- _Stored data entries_
┌────────

//! `POST /predict`, `GET /health`, `GET /health/ready`, `GET /metrics`
//! (spec §6.1-6.2). Each handler is a thin adapter over `PredictCoordinator`;
//! no business logic lives here.

use std::time::Instant;

use axum::extract::State;
use axum::http::StatusCode;
use axum::response::{IntoResponse, Response};
use axum::routing::{get, post};
use axum::{Json, Router};
use serde::Serialize;

use chatcoach_coordinator::{CoordinatorError, PredictRequest, PredictResponse};

use crate::state::AppState;

pub fn router(state: AppState) -> Router {
    Router::new()
        .route("/predict", post(predict))
        .route("/health", get(health))
        .route("/health/ready", get(health_ready))
        .route("/metrics", get(metrics))
        .with_state(state)
}

#[derive(Debug, Serialize)]
struct ErrorBody {
    success: bool,
    message: String,
}

async fn predict(State(state): State<AppState>, Json(request): Json<PredictRequest>) -> Response {
    let started = Instant::now();
    let result = state.coordinator.predict(request).await;
    let success = result.is_ok();
    state.metrics.record_request(started.elapsed(), success);

    match result {
        Ok(response) => (StatusCode::OK, Json(response)).into_response(),
        Err(err) => error_response(&err),
    }
}

fn error_response(err: &CoordinatorError) -> Response {
    let status = StatusCode::from_u16(err.status_code()).unwrap_or(StatusCode::INTERNAL_SERVER_ERROR);
    tracing::warn!(error = %err, status = status.as_u16(), "predict request failed");
    (status, Json(ErrorBody { success: false, message: err.to_string() })).into_response()
}

#[derive(Debug, Serialize)]
struct HealthBody {
    status: &'static str,
}

async fn health() -> Json<HealthBody> {
    Json(HealthBody { status: "ok" })
}

async fn health_ready() -> Json<HealthBody> {
    Json(HealthBody { status: "ready" })
}

async fn metrics(State(state): State<AppState>) -> impl IntoResponse {
    (StatusCode::OK, [("content-type", "text/plain; version=0.0.4")], state.metrics.render())
}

└────────

- _Your instructions_
Repeat exactly the lines above from the one with "pub fn router(state: AppState)" up to and including the one with "state.metrics.record_request(started.elapsed(), success);". No other line belongs in the reply.

- _Answer section_
pub fn router(state: AppState) -> Router {
    Router::new()
        .route("/predict", post(predict))
        .route("/health", get(health))
        .route("/health/ready", get(health_ready))
        .route("/metrics", get(metrics))
        .with_state(state)
}

#[derive(Debug, Serialize)]
struct ErrorBody {
    success: bool,
    message: String,
}

async fn predict(State(state): State<AppState>, Json(request): Json<PredictRequest>) -> Response {
    let started = Instant::now();
    let result = state.coordinator.predict(request).await;
    let success = result.is_ok();
    state.metrics.record_request(started.elapsed(), success);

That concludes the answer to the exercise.